-- What is required --
The range to reproduce runs from the line containing "pub mod simulate;" through the last line of the listing below; give exactly those lines and no others.

>>>>

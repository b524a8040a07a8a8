//! Intracranial pressure and cerebral arterial compliance simulation.
//!
//! This crate implements the simplified lumped-parameter model of Ursino & Lodi,
//! "A simple mathematical model of the interaction between intracranial pressure
//! and cerebral hemodynamics", J. Appl. Physiol. 82(4), 1997.
//! Cerebral hemodynamics are treated as an electrical circuit: pressures are
//! voltages, flows are currents, and vessel beds are resistors and capacitors.
//! Autoregulation adjusts the arterial compliance through a sigmoidal feedback on
//! cerebral blood flow.
//!
//! - [`HemodynamicIntegrator`] owns the state (time, ICP, arterial compliance)
//!   and advances it one explicit Euler step at a time.
//! - [`physiology`] holds the model equations as free functions.
//! - [`PatientConfig`] and [`InitialConditions`] describe the simulated patient.
//! - [`DrivingSignals`] and [`Drive`] supply the external inputs.
//! - [`simulate`] runs an integrator over many steps and records the trajectory.
//! - [`units`] defines the dimensioned quantities and clinical unit conversions.

mod config;
mod drive;
mod error;
mod integrator;
mod observer;
mod state;

pub mod physiology;
pub mod simulate;
pub mod units;

pub use config::{CapillaryModel, InitialConditions, PatientConfig};
pub use drive::{Drive, DrivingSignals};
pub use error::{ConfigError, StepError};
pub use integrator::HemodynamicIntegrator;
pub use observer::Observer;
pub use state::{Derivation, HemodynamicState, StateRate};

<<<<

-- Exercise result --
pub mod simulate;
pub mod units;

pub use config::{CapillaryModel, InitialConditions, PatientConfig};
pub use drive::{Drive, DrivingSignals};
pub use error::{ConfigError, StepError};
pub use integrator::HemodynamicIntegrator;
pub use observer::Observer;
pub use state::{Derivation, HemodynamicState, StateRate};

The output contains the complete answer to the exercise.